[Your instructions]:
The entries should be written out again exactly as they read.

[Stored data entries]:
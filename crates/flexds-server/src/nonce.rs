//! Nonce generation for discovery responses.

use std::sync::atomic::{AtomicU64, Ordering};
use std::time::{SystemTime, UNIX_EPOCH};

static NONCE_COUNTER: AtomicU64 = AtomicU64::new(0);

/// Generate a unique response nonce.
///
/// Combines a timestamp with an atomic counter so nonces stay unique even
/// under high concurrency. Format: `{timestamp_hex}-{counter_hex}`.
pub(crate) fn next_nonce() -> String {
    let timestamp = SystemTime::now()
        .duration_since(UNIX_EPOCH)
        .unwrap_or_default()
        .as_nanos() as u64;
    let count = NONCE_COUNTER.fetch_add(1, Ordering::Relaxed);
    format!("{timestamp:x}-{count:x}")
}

[Your solution]:
filename crates/flexds-server/src/nonce.rs
//! Nonce generation for discovery responses.

use std::sync::atomic::{AtomicU64, Ordering};
use std::time::{SystemTime, UNIX_EPOCH};

static NONCE_COUNTER: AtomicU64 = AtomicU64::new(0);

/// Generate a unique response nonce.
///
/// Combines a timestamp with an atomic counter so nonces stay unique even
/// under high concurrency. Format: `{timestamp_hex}-{counter_hex}`.
pub(crate) fn next_nonce() -> String {
    let timestamp = SystemTime::now()
        .duration_since(UNIX_EPOCH)
        .unwrap_or_default()
        .as_nanos() as u64;
    let count = NONCE_COUNTER.fetch_add(1, Ordering::Relaxed);
    format!("{timestamp:x}-{count:x}")
}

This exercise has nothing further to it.